**Exercise aim:** Which lines of the data below contain "ActivityId"? Please show them all.

**Input:**
.....

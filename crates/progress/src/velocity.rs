//! Velocity aggregation and trend classification.
//!
//! Samples are calendar-aligned buckets ending with the bucket that contains
//! `now`. Once a bucket has closed its sample never changes, so the
//! coordinator carries closed samples forward from the previous snapshot and
//! only the open bucket is recomputed each cycle.

use std::collections::HashMap;

use roadmap_core::{
    Activity, ActivityKind, Bucketing, Coverage, Task, Time, Trend, VelocityConfig, VelocitySample,
};
use tracing::debug;

/// Bucket activities and completed tasks into `window_size` samples.
pub fn aggregate(
    activities: &[Activity],
    tasks: &[Task],
    window_size: usize,
    bucketing: Bucketing,
    now: Time,
) -> Vec<VelocitySample> {
    let current = bucketing.bucket_start(now);
    let window = window_size.min(VelocityConfig::MAX_WINDOW_SIZE) as i32;
    let mut samples: Vec<VelocitySample> = (0..window)
        .rev()
        .map(|back| VelocitySample::empty(bucketing, current - bucketing.period() * back, now))
        .collect();
    let slots: HashMap<Time, usize> =
        samples.iter().enumerate().map(|(i, s)| (s.period_start, i)).collect();

    for activity in activities {
        let Some(&slot) = slots.get(&bucketing.bucket_start(activity.timestamp)) else {
            continue;
        };
        match activity.kind {
            ActivityKind::Commit => samples[slot].commits += 1,
            ActivityKind::PrMerged => samples[slot].prs_merged += 1,
            ActivityKind::PrOpened | ActivityKind::PrClosed => {}
        }
    }

    for task in tasks.iter().filter(|t| t.status.is_done()) {
        let Some(points) = task.story_points else {
            continue;
        };
        if let Some(&slot) = slots.get(&bucketing.bucket_start(task.last_updated)) {
            samples[slot].story_points_completed += points;
        }
    }

    samples
}

/// Replace freshly computed closed samples with the previous cycle's.
///
/// A previous sample is reused only if it was closed and covers exactly the
/// same period, so a bucketing change starts the history over. Counts are
/// reused per half: commit and PR counts only if the previous cycle had every
/// GitHub adapter, story points only if it had every PM adapter. Anything
/// else is recomputed and tagged with this cycle's `coverage`.
pub fn carry_forward(
    samples: Vec<VelocitySample>,
    previous: &[VelocitySample],
    coverage: Coverage,
) -> Vec<VelocitySample> {
    let kept: HashMap<(Time, Time), &VelocitySample> = previous
        .iter()
        .filter(|s| s.closed)
        .map(|s| ((s.period_start, s.period_end), s))
        .collect();

    let mut carried = 0;
    let samples: Vec<VelocitySample> = samples
        .into_iter()
        .map(|sample| {
            let mut sample = sample.with_coverage(coverage);
            if !sample.closed {
                return sample;
            }
            let Some(old) = kept.get(&(sample.period_start, sample.period_end)) else {
                return sample;
            };
            if old.activity_complete {
                sample.commits = old.commits;
                sample.prs_merged = old.prs_merged;
                sample.activity_complete = true;
            }
            if old.points_complete {
                sample.story_points_completed = old.story_points_completed;
                sample.points_complete = true;
            }
            if old.activity_complete && old.points_complete {
                carried += 1;
            }
            sample
        })
        .collect();
    debug!("Carried {} closed velocity samples forward", carried);
    samples
}

/// Classify the slope of the most recent `sample_count` closed samples (at least two).
///
/// The metric is story points when any of those samples has points,
/// merged pull requests otherwise.
pub fn classify_trend(samples: &[VelocitySample], sample_count: usize, threshold_slope: f64) -> Trend {
    let closed: Vec<&VelocitySample> = samples.iter().filter(|s| s.closed).collect();
    // A slope needs two points even when one sample is asked for.
    let count = sample_count.max(2);
    if closed.len() < count {
        return Trend::InsufficientData;
    }
    let recent = &closed[closed.len() - count..];

    let use_points = recent.iter().any(|s| s.story_points_completed > 0.0);
    let values: Vec<f64> = recent
        .iter()
        .map(|s| if use_points { s.story_points_completed } else { s.prs_merged as f64 })
        .collect();

    let slope = least_squares_slope(&values);
    if slope > threshold_slope {
        Trend::Rising
    } else if slope < -threshold_slope {
        Trend::Falling
    } else {
        Trend::Flat
    }
}

fn least_squares_slope(values: &[f64]) -> f64 {
    let n = values.len() as f64;
    let mean_x = (n - 1.0) / 2.0;
    let mean_y = values.iter().sum::<f64>() / n;

    let (mut num, mut den) = (0.0, 0.0);
    for (i, y) in values.iter().enumerate() {
        let dx = i as f64 - mean_x;
        num += dx * (y - mean_y);
        den += dx * dx;
    }
    if den == 0.0 {
        0.0
    } else {
        num / den
    }
}

#[cfg(test)]
mod tests {
    use super::*;
    use chrono::{Duration, TimeZone, Utc};
    use roadmap_core::{ActivityId, SourceSystem, TaskStatus};

    fn now() -> Time {
        // Thursday
        Utc.with_ymd_and_hms(2024, 3, 14, 15, 0, 0).unwrap()
    }

    fn activity(kind: ActivityKind, ts: Time) -> Activity {
        Activity {
            id: ActivityId(format!("{}@{}", kind, ts.timestamp())),
            kind,
            repo: "acme/shop".into(),
            timestamp: ts,
            pr_number: (kind != ActivityKind::Commit).then_some(1),
            title: String::new(),
            branch_ref: None,
            linked_task_id: None,
        }
    }

    fn sample(prs: u32, points: f64) -> VelocitySample {
        let start = Utc.with_ymd_and_hms(2024, 3, 1, 0, 0, 0).unwrap();
        VelocitySample {
            period_start: start,
            period_end: start + Duration::days(1),
            commits: 0,
            prs_merged: prs,
            story_points_completed: points,
            closed: true,
            activity_complete: true,
            points_complete: true,
        }
    }

    #[test]
    fn test_window_ends_with_open_bucket() {
        let samples = aggregate(&[], &[], 3, Bucketing::Day, now());
        assert_eq!(samples.len(), 3);
        assert_eq!(samples[0].period_start, Utc.with_ymd_and_hms(2024, 3, 12, 0, 0, 0).unwrap());
        assert_eq!(samples[2].period_start, Utc.with_ymd_and_hms(2024, 3, 14, 0, 0, 0).unwrap());
        assert!(samples[0].closed && samples[1].closed);
        assert!(!samples[2].closed);
    }

    #[test]
    fn test_counts_per_bucket() {
        let d = |day, hour| Utc.with_ymd_and_hms(2024, 3, day, hour, 0, 0).unwrap();
        let activities = vec![
            activity(ActivityKind::Commit, d(13, 9)),
            activity(ActivityKind::Commit, d(13, 23)),
            activity(ActivityKind::PrMerged, d(14, 1)),
            activity(ActivityKind::PrOpened, d(14, 2)),
            activity(ActivityKind::Commit, d(1, 2)),
        ];
        let mut done = Task::new(SourceSystem::Jira, "PAY-1", "x", TaskStatus::Done, d(13, 12));
        done.story_points = Some(3.0);
        let mut open = Task::new(SourceSystem::Jira, "PAY-2", "y", TaskStatus::Review, d(13, 12));
        open.story_points = Some(8.0);

        let samples = aggregate(&activities, &[done, open], 2, Bucketing::Day, now());

        assert_eq!(samples[0].commits, 2);
        assert_eq!(samples[0].story_points_completed, 3.0);
        assert_eq!(samples[1].prs_merged, 1);
        assert_eq!(samples[1].commits, 0);
    }

    #[test]
    fn test_oversized_window_is_capped() {
        let samples = aggregate(&[], &[], usize::MAX, Bucketing::Week, now());
        assert_eq!(samples.len(), VelocityConfig::MAX_WINDOW_SIZE);
        assert!(!samples[samples.len() - 1].closed);
    }

    #[test]
    fn test_week_buckets() {
        let samples = aggregate(&[], &[], 2, Bucketing::Week, now());
        assert_eq!(samples[1].period_start, Utc.with_ymd_and_hms(2024, 3, 11, 0, 0, 0).unwrap());
        assert_eq!(samples[0].period_start, Utc.with_ymd_and_hms(2024, 3, 4, 0, 0, 0).unwrap());
    }

    #[test]
    fn test_closed_buckets_are_idempotent() {
        let first = aggregate(&[], &[], 3, Bucketing::Day, now());
        // Activity for a closed day arriving late does not rewrite history.
        let late = vec![activity(ActivityKind::Commit, Utc.with_ymd_and_hms(2024, 3, 12, 8, 0, 0).unwrap())];
        let later = now() + Duration::hours(2);
        let second = carry_forward(aggregate(&late, &[], 3, Bucketing::Day, later), &first, Coverage::FULL);

        assert_eq!(second[0], first[0]);
        assert_eq!(second[1], first[1]);
    }

    #[test]
    fn test_open_bucket_is_recomputed() {
        let first = aggregate(&[], &[], 2, Bucketing::Day, now());
        let commit = vec![activity(ActivityKind::Commit, now())];
        let second = carry_forward(aggregate(&commit, &[], 2, Bucketing::Day, now()), &first, Coverage::FULL);
        assert_eq!(second[1].commits, 1);
    }

    #[test]
    fn test_closed_bucket_without_github_is_recomputed() {
        let no_github = Coverage { activity: false, story_points: true };
        let first = carry_forward(aggregate(&[], &[], 3, Bucketing::Day, now()), &[], no_github);
        assert!(!first[0].activity_complete);
        assert!(first[0].points_complete);

        let commit = vec![activity(ActivityKind::Commit, Utc.with_ymd_and_hms(2024, 3, 12, 8, 0, 0).unwrap())];
        let later = now() + Duration::hours(1);
        let second = carry_forward(aggregate(&commit, &[], 3, Bucketing::Day, later), &first, Coverage::FULL);

        assert_eq!(second[0].commits, 1);
        assert!(second[0].activity_complete);

        // Once complete, the bucket is frozen again.
        let third = carry_forward(aggregate(&[], &[], 3, Bucketing::Day, later), &second, Coverage::FULL);
        assert_eq!(third[0].commits, 1);
    }

    #[test]
    fn test_points_reused_only_when_pm_data_was_complete() {
        let d = Utc.with_ymd_and_hms(2024, 3, 13, 12, 0, 0).unwrap();
        let mut done = Task::new(SourceSystem::Jira, "PAY-1", "x", TaskStatus::Done, d);
        done.story_points = Some(5.0);
        let jira_down = Coverage { activity: true, story_points: false };

        let first = carry_forward(aggregate(&[], &[], 2, Bucketing::Day, now()), &[], jira_down);
        let second = carry_forward(aggregate(&[], &[done], 2, Bucketing::Day, now()), &first, Coverage::FULL);

        assert_eq!(first[0].story_points_completed, 0.0);
        assert_eq!(second[0].story_points_completed, 5.0);
        assert!(second[0].points_complete);
    }

    #[test]
    fn test_trend_needs_enough_closed_samples() {
        let samples = vec![sample(1, 0.0), sample(2, 0.0), sample(3, 0.0)];
        assert_eq!(classify_trend(&samples, 4, 0.1), Trend::InsufficientData);
        assert_eq!(classify_trend(&samples[..1], 1, 0.1), Trend::InsufficientData);

        let mut open = sample(9, 0.0);
        open.closed = false;
        let with_open = vec![sample(1, 0.0), sample(2, 0.0), sample(3, 0.0), open];
        assert_eq!(classify_trend(&with_open, 4, 0.1), Trend::InsufficientData);
    }

    #[test]
    fn test_trend_direction_on_prs() {
        let rising = vec![sample(1, 0.0), sample(2, 0.0), sample(3, 0.0), sample(4, 0.0)];
        assert_eq!(classify_trend(&rising, 4, 0.1), Trend::Rising);

        let falling: Vec<_> = rising.iter().rev().cloned().collect();
        assert_eq!(classify_trend(&falling, 4, 0.1), Trend::Falling);

        let flat = vec![sample(2, 0.0), sample(2, 0.0), sample(2, 0.0), sample(2, 0.0)];
        assert_eq!(classify_trend(&flat, 4, 0.1), Trend::Flat);
    }

    #[test]
    fn test_trend_prefers_story_points() {
        // PRs rise, points fall.
        let samples = vec![sample(1, 8.0), sample(2, 5.0), sample(3, 3.0), sample(4, 0.0)];
        assert_eq!(classify_trend(&samples, 4, 0.1), Trend::Falling);
    }

    #[test]
    fn test_single_sample_count_still_fits_two_points() {
        let samples = vec![sample(1, 0.0), sample(3, 0.0)];
        assert_eq!(classify_trend(&samples, 1, 0.1), Trend::Rising);
    }

    #[test]
    fn test_trend_uses_most_recent_samples() {
        let samples = vec![sample(9, 0.0), sample(1, 0.0), sample(1, 0.0), sample(1, 0.0)];
        assert_eq!(classify_trend(&samples, 3, 0.1), Trend::Flat);
    }
}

.....

**Your solution:**
    use roadmap_core::{ActivityId, SourceSystem, TaskStatus};
            id: ActivityId(format!("{}@{}", kind, ts.timestamp())),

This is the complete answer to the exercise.